EXERCISE GOAL — Search the data for "shadow" and copy every matching line.

DATA SUPPLIED —

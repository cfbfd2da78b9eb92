use std::fmt;

/// Root of the AST: the ordered top-level statements of a source text.
#[derive(Debug, Clone, PartialEq, Default)]
pub struct Program {
    pub statements: Vec<Statement>,
}

impl fmt::Display for Program {
    fn fmt(&self, f: &mut fmt::Formatter) -> fmt::Result {
        for statement in &self.statements {
            write!(f, "{}", statement)?;
        }
        Ok(())
    }
}

#[derive(Debug, Clone, PartialEq)]
pub enum Statement {
    Let { name: String, value: Expression },
    Return(Expression),
    Expression(Expression),
}

impl fmt::Display for Statement {
    fn fmt(&self, f: &mut fmt::Formatter) -> fmt::Result {
        match self {
            Statement::Let { name, value } => write!(f, "let {} = {};", name, value),
            Statement::Return(value) => write!(f, "return {};", value),
            Statement::Expression(expression) => write!(f, "{}", expression),
        }
    }
}

/// The braced statement sequence of a function body or an `if` arm. Not a
/// `Statement` variant: blocks never occur as top-level statements, only
/// nested inside expressions.
#[derive(Debug, Clone, PartialEq, Default)]
pub struct BlockStatement {
    pub statements: Vec<Statement>,
}

impl fmt::Display for BlockStatement {
    fn fmt(&self, f: &mut fmt::Formatter) -> fmt::Result {
        for statement in &self.statements {
            write!(f, "{}", statement)?;
        }
        Ok(())
    }
}

#[derive(Debug, Clone, PartialEq)]
pub enum Expression {
    Identifier(String),
    IntegerLiteral(i64),
    StringLiteral(String),
    Boolean(bool),
    Prefix {
        operator: String,
        right: Box<Expression>,
    },
    Infix {
        left: Box<Expression>,
        operator: String,
        right: Box<Expression>,
    },
    If {
        condition: Box<Expression>,
        consequence: BlockStatement,
        alternative: Option<BlockStatement>,
    },
    FunctionLiteral {
        parameters: Vec<String>,
        body: BlockStatement,
    },
    Call {
        function: Box<Expression>,
        arguments: Vec<Expression>,
    },
    ArrayLiteral(Vec<Expression>),
    Index {
        left: Box<Expression>,
        index: Box<Expression>,
    },
    HashLiteral(Vec<(Expression, Expression)>),
}

impl fmt::Display for Expression {
    fn fmt(&self, f: &mut fmt::Formatter) -> fmt::Result {
        match self {
            Expression::Identifier(name) => f.write_str(name),
            Expression::IntegerLiteral(value) => write!(f, "{}", value),
            Expression::StringLiteral(value) => f.write_str(value),
            Expression::Boolean(value) => write!(f, "{}", value),
            Expression::Prefix { operator, right } => write!(f, "({}{})", operator, right),
            Expression::Infix {
                left,
                operator,
                right,
            } => write!(f, "({} {} {})", left, operator, right),
            Expression::If {
                condition,
                consequence,
                alternative,
            } => {
                write!(f, "if{} {}", condition, consequence)?;
                if let Some(alternative) = alternative {
                    write!(f, "else {}", alternative)?;
                }
                Ok(())
            }
            Expression::FunctionLiteral { parameters, body } => {
                write!(f, "fn({}) {}", parameters.join(", "), body)
            }
            Expression::Call {
                function,
                arguments,
            } => {
                let args: Vec<String> = arguments.iter().map(|a| a.to_string()).collect();
                write!(f, "{}({})", function, args.join(", "))
            }
            Expression::ArrayLiteral(elements) => {
                let elements: Vec<String> = elements.iter().map(|e| e.to_string()).collect();
                write!(f, "[{}]", elements.join(", "))
            }
            Expression::Index { left, index } => write!(f, "({}[{}])", left, index),
            Expression::HashLiteral(pairs) => {
                let pairs: Vec<String> =
                    pairs.iter().map(|(k, v)| format!("{}:{}", k, v)).collect();
                write!(f, "{{{}}}", pairs.join(", "))
            }
        }
    }
}
use std::collections::HashMap;

use crate::environment::Env;
use crate::parser::BlockStatement;

/// Native function: takes the evaluated arguments, returns a value (which
/// may itself be an `Error`).
pub type BuiltinFunction = fn(Vec<Value>) -> Value;

/// A runtime value. `ReturnValue` and `Error` are in-band control values:
/// the first only exists between a `return` statement and the enclosing
/// function or program boundary, the second aborts every operation it flows
/// through.
#[derive(Debug, Clone)]
pub enum Value {
    Integer(i64),
    Boolean(bool),
    String(String),
    Null,
    ReturnValue(Box<Value>),
    Error(String),
    Function {
        parameters: Vec<String>,
        body: BlockStatement,
        env: Env,
    },
    Builtin {
        name: &'static str,
        function: BuiltinFunction,
    },
    Array(Vec<Value>),
    Hash(HashMap<HashKey, HashPair>),
}

// Structural equality for the primitives, plus error/return wrappers and
// arrays so tests can compare results directly. Functions, builtins and
// hashes are never equal; the evaluator implements the language's own
// comparison rules itself.
impl PartialEq for Value {
    fn eq(&self, other: &Self) -> bool {
        match (self, other) {
            (Value::Integer(a), Value::Integer(b)) => a == b,
            (Value::Boolean(a), Value::Boolean(b)) => a == b,
            (Value::String(a), Value::String(b)) => a == b,
            (Value::Null, Value::Null) => true,
            (Value::ReturnValue(a), Value::ReturnValue(b)) => a == b,
            (Value::Error(a), Value::Error(b)) => a == b,
            (Value::Array(a), Value::Array(b)) => a == b,
            _ => false,
        }
    }
}

impl Value {
    pub fn type_name(&self) -> &'static str {
        match self {
            Value::Integer(_) => "INTEGER",
            Value::Boolean(_) => "BOOLEAN",
            Value::String(_) => "STRING",
            Value::Null => "NULL",
            Value::ReturnValue(_) => "RETURN_VALUE",
            Value::Error(_) => "ERROR",
            Value::Function { .. } => "FUNCTION",
            Value::Builtin { .. } => "BUILTIN",
            Value::Array(_) => "ARRAY",
            Value::Hash(_) => "HASH",
        }
    }

    /// Human-facing rendering. Not parseable back; strings print raw and
    /// hash iteration order is unspecified.
    pub fn inspect(&self) -> String {
        match self {
            Value::Integer(value) => value.to_string(),
            Value::Boolean(value) => value.to_string(),
            Value::String(value) => value.clone(),
            Value::Null => "null".to_string(),
            Value::ReturnValue(value) => value.inspect(),
            Value::Error(message) => format!("ERROR: {}", message),
            Value::Function {
                parameters, body, ..
            } => format!("fn({}) {{\n{}\n}}", parameters.join(", "), body),
            Value::Builtin { .. } => "builtin function".to_string(),
            Value::Array(elements) => {
                let elements: Vec<String> = elements.iter().map(|e| e.inspect()).collect();
                format!("[{}]", elements.join(", "))
            }
            Value::Hash(pairs) => {
                let pairs: Vec<String> = pairs
                    .values()
                    .map(|pair| format!("{}: {}", pair.key.inspect(), pair.value.inspect()))
                    .collect();
                format!("{{{}}}", pairs.join(", "))
            }
        }
    }

    /// Only integers, booleans and strings can key a hash.
    pub fn hash_key(&self) -> Option<HashKey> {
        let key = match self {
            Value::Integer(value) => HashKey {
                object_type: self.type_name(),
                value: *value as u64,
            },
            Value::Boolean(value) => HashKey {
                object_type: self.type_name(),
                value: u64::from(*value),
            },
            Value::String(value) => HashKey {
                object_type: self.type_name(),
                value: fnv1a(value.as_bytes()),
            },
            _ => return None,
        };
        Some(key)
    }
}

/// Key identity inside a hash value: the operand's type tag plus a 64-bit
/// fingerprint. Two strings with colliding fingerprints would compare equal;
/// acceptable at the input sizes this language sees.
#[derive(Debug, Clone, Copy, PartialEq, Eq, Hash)]
pub struct HashKey {
    pub object_type: &'static str,
    pub value: u64,
}

/// A stored hash entry keeps the original key value so pairs can be
/// inspected back out.
#[derive(Debug, Clone, PartialEq)]
pub struct HashPair {
    pub key: Value,
    pub value: Value,
}

const FNV_OFFSET_BASIS: u64 = 0xcbf2_9ce4_8422_2325;
const FNV_PRIME: u64 = 0x0000_0100_0000_01b3;

fn fnv1a(bytes: &[u8]) -> u64 {
    let mut hash = FNV_OFFSET_BASIS;
    for &byte in bytes {
        hash ^= u64::from(byte);
        hash = hash.wrapping_mul(FNV_PRIME);
    }
    hash
}
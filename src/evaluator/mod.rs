mod evaluator;

pub use evaluator::*;
use crate::object::{BuiltinFunction, Value};

/// Name → native function table. Consulted only after the environment chain
/// misses, so user bindings shadow builtins.
pub const BUILTINS: &[(&str, BuiltinFunction)] = &[
    ("len", len),
    ("puts", puts),
    ("first", first),
    ("last", last),
    ("rest", rest),
    ("push", push),
];

pub fn lookup(name: &str) -> Option<Value> {
    BUILTINS
        .iter()
        .copied()
        .find(|(builtin_name, _)| *builtin_name == name)
        .map(|(name, function)| Value::Builtin { name, function })
}

fn wrong_arity(want: usize, got: usize) -> Value {
    Value::Error(format!(
        "wrong number of arguments: want={}, got={}",
        want, got
    ))
}

fn unsupported_argument(builtin: &str, argument: &Value) -> Value {
    Value::Error(format!(
        "argument to `{}` not supported, got {}",
        builtin,
        argument.type_name()
    ))
}

// string length is in bytes, matching the byte-oriented lexer
fn len(arguments: Vec<Value>) -> Value {
    if arguments.len() != 1 {
        return wrong_arity(1, arguments.len());
    }
    match &arguments[0] {
        Value::String(value) => Value::Integer(value.len() as i64),
        Value::Array(elements) => Value::Integer(elements.len() as i64),
        other => unsupported_argument("len", other),
    }
}

fn puts(arguments: Vec<Value>) -> Value {
    for argument in &arguments {
        println!("{}", argument.inspect());
    }
    Value::Null
}

fn first(arguments: Vec<Value>) -> Value {
    if arguments.len() != 1 {
        return wrong_arity(1, arguments.len());
    }
    match &arguments[0] {
        Value::Array(elements) => elements.first().cloned().unwrap_or(Value::Null),
        other => unsupported_argument("first", other),
    }
}

fn last(arguments: Vec<Value>) -> Value {
    if arguments.len() != 1 {
        return wrong_arity(1, arguments.len());
    }
    match &arguments[0] {
        Value::Array(elements) => elements.last().cloned().unwrap_or(Value::Null),
        other => unsupported_argument("last", other),
    }
}

// a new array without the head; the empty array has no tail
fn rest(arguments: Vec<Value>) -> Value {
    if arguments.len() != 1 {
        return wrong_arity(1, arguments.len());
    }
    match &arguments[0] {
        Value::Array(elements) => {
            if elements.is_empty() {
                Value::Null
            } else {
                Value::Array(elements[1..].to_vec())
            }
        }
        other => unsupported_argument("rest", other),
    }
}

// non-destructive: the source array is left untouched
fn push(arguments: Vec<Value>) -> Value {
    if arguments.len() != 2 {
        return wrong_arity(2, arguments.len());
    }
    match &arguments[0] {
        Value::Array(elements) => {
            let mut pushed = elements.clone();
            pushed.push(arguments[1].clone());
            Value::Array(pushed)
        }
        other => unsupported_argument("push", other),
    }
}
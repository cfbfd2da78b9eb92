use std::mem;

use thiserror::Error;

use crate::lexer::{Lexer, Token, TokenType};
use crate::parser::ast::{BlockStatement, Expression, Program, Statement};

#[derive(Debug, Clone, PartialEq, Eq, Error)]
pub enum ParserError {
    #[error("expect next token to be {expected}, but got {got}")]
    UnexpectedToken {
        expected: TokenType,
        got: TokenType,
    },
    #[error("could not parse {literal:?} as integer")]
    InvalidInteger { literal: String },
    #[error("no prefix parse function for {token} found")]
    NoPrefixParseFn { token: TokenType },
}

pub type ParserResult<T> = Result<T, ParserError>;

type PrefixParseFn = fn(&mut Parser) -> ParserResult<Expression>;
type InfixParseFn = fn(&mut Parser, Expression) -> ParserResult<Expression>;

/// Binding powers, weakest first. The Pratt loop folds infix operators into
/// the left operand for as long as the next operator binds tighter than the
/// one that called it.
#[derive(Debug, Clone, Copy, PartialEq, Eq, PartialOrd, Ord)]
enum Precedence {
    Lowest,
    Equals,
    LessGreater,
    Sum,
    Product,
    Prefix,
    Call,
    Index,
}

fn token_precedence(token_type: TokenType) -> Precedence {
    match token_type {
        TokenType::EqualEqual | TokenType::BangEqual => Precedence::Equals,
        TokenType::Less | TokenType::Greater => Precedence::LessGreater,
        TokenType::Plus | TokenType::Minus => Precedence::Sum,
        TokenType::Slash | TokenType::Star => Precedence::Product,
        TokenType::LeftParen => Precedence::Call,
        TokenType::LeftBracket => Precedence::Index,
        _ => Precedence::Lowest,
    }
}
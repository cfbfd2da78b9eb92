use std::collections::HashMap;
use std::rc::Rc;

use crate::builtins;
use crate::environment::{Env, Environment};
use crate::object::{HashPair, Value};
use crate::parser::{BlockStatement, Expression, Program, Statement};

pub const TRUE: Value = Value::Boolean(true);
pub const FALSE: Value = Value::Boolean(false);
pub const NULL: Value = Value::Null;

/*
Evaluation is a plain recursive walk: every node maps to a value, and two
in-band sentinels steer control flow. `Error` aborts whatever contains it.
`ReturnValue` bubbles up through blocks untouched and is unwrapped in exactly
two places, the program loop and function application, which is how `return`
escapes nested blocks but never crosses a call boundary.
*/

/// Evaluate a whole program. The terminal `ReturnValue` is unwrapped here;
/// an `Error` stops evaluation and is returned as-is.
pub fn eval(program: &Program, env: &Env) -> Value {
    let mut result = NULL;
    for statement in &program.statements {
        match eval_statement(statement, env) {
            Value::ReturnValue(value) => return *value,
            error @ Value::Error(_) => return error,
            value => result = value,
        }
    }
    result
}

fn eval_statement(statement: &Statement, env: &Env) -> Value {
    match statement {
        Statement::Expression(expression) => eval_expression(expression, env),
        Statement::Return(value) => {
            let value = eval_expression(value, env);
            if is_error(&value) {
                return value;
            }
            Value::ReturnValue(Box::new(value))
        }
        Statement::Let { name, value } => {
            let value = eval_expression(value, env);
            if is_error(&value) {
                return value;
            }
            env.borrow_mut().define(name.clone(), value);
            NULL
        }
    }
}

// Unlike the program loop this leaves ReturnValue wrapped, so a `return`
// inside nested blocks reaches the enclosing function boundary intact.
fn eval_block_statement(block: &BlockStatement, env: &Env) -> Value {
    let mut result = NULL;
    for statement in &block.statements {
        result = eval_statement(statement, env);
        if matches!(result, Value::ReturnValue(_) | Value::Error(_)) {
            return result;
        }
    }
    result
}

fn eval_expression(expression: &Expression, env: &Env) -> Value {
    match expression {
        Expression::IntegerLiteral(value) => Value::Integer(*value),
        Expression::StringLiteral(value) => Value::String(value.clone()),
        Expression::Boolean(value) => native_bool_to_boolean(*value),
        Expression::Identifier(name) => eval_identifier(name, env),
        Expression::Prefix { operator, right } => {
            let right = eval_expression(right, env);
            if is_error(&right) {
                return right;
            }
            eval_prefix_expression(operator, right)
        }
        Expression::Infix {
            left,
            operator,
            right,
        } => {
            let left = eval_expression(left, env);
            if is_error(&left) {
                return left;
            }
            let right = eval_expression(right, env);
            if is_error(&right) {
                return right;
            }
            eval_infix_expression(operator, left, right)
        }
        Expression::If {
            condition,
            consequence,
            alternative,
        } => {
            let condition = eval_expression(condition, env);
            if is_error(&condition) {
                return condition;
            }
            if is_truthy(&condition) {
                eval_block_statement(consequence, env)
            } else if let Some(alternative) = alternative {
                eval_block_statement(alternative, env)
            } else {
                NULL
            }
        }
        Expression::FunctionLiteral { parameters, body } => Value::Function {
            parameters: parameters.clone(),
            body: body.clone(),
            env: Rc::clone(env),
        },
        Expression::Call {
            function,
            arguments,
        } => {
            let function = eval_expression(function, env);
            if is_error(&function) {
                return function;
            }
            match eval_expressions(arguments, env) {
                Ok(arguments) => apply_function(function, arguments),
                Err(error) => error,
            }
        }
        Expression::ArrayLiteral(elements) => match eval_expressions(elements, env) {
            Ok(elements) => Value::Array(elements),
            Err(error) => error,
        },
        Expression::Index { left, index } => {
            let left = eval_expression(left, env);
            if is_error(&left) {
                return left;
            }
            let index = eval_expression(index, env);
            if is_error(&index) {
                return index;
            }
            eval_index_expression(left, index)
        }
        Expression::HashLiteral(pairs) => eval_hash_literal(pairs, env),
    }
}

// left to right; the first error comes back alone
fn eval_expressions(expressions: &[Expression], env: &Env) -> Result<Vec<Value>, Value> {
    let mut values = Vec::with_capacity(expressions.len());
    for expression in expressions {
        let value = eval_expression(expression, env);
        if is_error(&value) {
            return Err(value);
        }
        values.push(value);
    }
    Ok(values)
}

fn eval_identifier(name: &str, env: &Env) -> Value {
    if let Some(value) = env.borrow().get(name) {
        return value;
    }
    // bound names shadow builtins, so this comes second
    if let Some(builtin) = builtins::lookup(name) {
        return builtin;
    }
    Value::Error(format!("identifier not found: {}", name))
}

fn eval_prefix_expression(operator: &str, right: Value) -> Value {
    match operator {
        "!" => eval_bang_operator(right),
        "-" => match right {
            Value::Integer(value) => Value::Integer(-value),
            other => Value::Error(format!("unknown operator: -{}", other.type_name())),
        },
        _ => Value::Error(format!(
            "unknown operator: {}{}",
            operator,
            right.type_name()
        )),
    }
}

fn eval_bang_operator(right: Value) -> Value {
    match right {
        Value::Boolean(true) => FALSE,
        Value::Boolean(false) => TRUE,
        Value::Null => TRUE,
        _ => FALSE,
    }
}

fn eval_infix_expression(operator: &str, left: Value, right: Value) -> Value {
    match (&left, &right) {
        (Value::Integer(l), Value::Integer(r)) => eval_integer_infix_expression(operator, *l, *r),
        (Value::String(l), Value::String(r)) => eval_string_infix_expression(operator, l, r),
        _ => {
            if left.type_name() != right.type_name() {
                return Value::Error(format!(
                    "type mismatch: {} {} {}",
                    left.type_name(),
                    operator,
                    right.type_name()
                ));
            }
            match operator {
                "==" => native_bool_to_boolean(values_identical(&left, &right)),
                "!=" => native_bool_to_boolean(!values_identical(&left, &right)),
                _ => Value::Error(format!(
                    "unknown operator: {} {} {}",
                    left.type_name(),
                    operator,
                    right.type_name()
                )),
            }
        }
    }
}

// Identity comparison for the non-integer, non-string operands of == and !=.
// Booleans and null are singletons, so comparing the variant is comparing
// the identity; functions, arrays and hashes are distinct objects every time
// they are evaluated and therefore never equal.
fn values_identical(left: &Value, right: &Value) -> bool {
    match (left, right) {
        (Value::Boolean(l), Value::Boolean(r)) => l == r,
        (Value::Null, Value::Null) => true,
        _ => false,
    }
}

fn eval_integer_infix_expression(operator: &str, left: i64, right: i64) -> Value {
    match operator {
        "+" => Value::Integer(left.wrapping_add(right)),
        "-" => Value::Integer(left.wrapping_sub(right)),
        "*" => Value::Integer(left.wrapping_mul(right)),
        "/" => {
            if right == 0 {
                Value::Error("division by zero".to_string())
            } else {
                Value::Integer(left.wrapping_div(right))
            }
        }
        "<" => native_bool_to_boolean(left < right),
        ">" => native_bool_to_boolean(left > right),
        "==" => native_bool_to_boolean(left == right),
        "!=" => native_bool_to_boolean(left != right),
        _ => Value::Error(format!(
            "unknown operator: INTEGER {} INTEGER",
            operator
        )),
    }
}

fn eval_string_infix_expression(operator: &str, left: &str, right: &str) -> Value {
    if operator != "+" {
        return Value::Error(format!("unknown operator: STRING {} STRING", operator));
    }
    Value::String(format!("{}{}", left, right))
}

fn apply_function(function: Value, arguments: Vec<Value>) -> Value {
    match function {
        Value::Function {
            parameters,
            body,
            env,
        } => {
            if arguments.len() != parameters.len() {
                return Value::Error(format!(
                    "wrong number of arguments: want={}, got={}",
                    parameters.len(),
                    arguments.len()
                ));
            }
            // fresh activation record chained to the captured environment
            let call_env = Environment::new_enclosed(&env);
            {
                let mut scope = call_env.borrow_mut();
                for (parameter, argument) in parameters.iter().zip(arguments) {
                    scope.define(parameter.clone(), argument);
                }
            }
            unwrap_return_value(eval_block_statement(&body, &call_env))
        }
        Value::Builtin { function, .. } => function(arguments),
        other => Value::Error(format!("not a function: {}", other.type_name())),
    }
}

// peel exactly one layer; errors pass through untouched
fn unwrap_return_value(value: Value) -> Value {
    match value {
        Value::ReturnValue(inner) => *inner,
        other => other,
    }
}

fn eval_index_expression(left: Value, index: Value) -> Value {
    match (&left, &index) {
        (Value::Array(elements), Value::Integer(i)) => {
            if *i < 0 || *i as usize >= elements.len() {
                NULL
            } else {
                elements[*i as usize].clone()
            }
        }
        (Value::Hash(pairs), _) => match index.hash_key() {
            Some(key) => pairs
                .get(&key)
                .map(|pair| pair.value.clone())
                .unwrap_or(NULL),
            None => Value::Error(format!("unusable as hash key: {}", index.type_name())),
        },
        _ => Value::Error(format!(
            "index operator not supported: {}",
            left.type_name()
        )),
    }
}

fn eval_hash_literal(pairs: &[(Expression, Expression)], env: &Env) -> Value {
    let mut hash = HashMap::new();
    for (key_expression, value_expression) in pairs {
        let key = eval_expression(key_expression, env);
        if is_error(&key) {
            return key;
        }
        let Some(hash_key) = key.hash_key() else {
            return Value::Error(format!("unusable as hash key: {}", key.type_name()));
        };
        let value = eval_expression(value_expression, env);
        if is_error(&value) {
            return value;
        }
        hash.insert(hash_key, HashPair { key, value });
    }
    Value::Hash(hash)
}

fn native_bool_to_boolean(value: bool) -> Value {
    if value { TRUE } else { FALSE }
}

fn is_truthy(value: &Value) -> bool {
    !matches!(value, Value::Boolean(false) | Value::Null)
}

fn is_error(value: &Value) -> bool {
    matches!(value, Value::Error(_))
}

ANSWER SPACE —
/// misses, so user bindings shadow builtins.
    // bound names shadow builtins, so this comes second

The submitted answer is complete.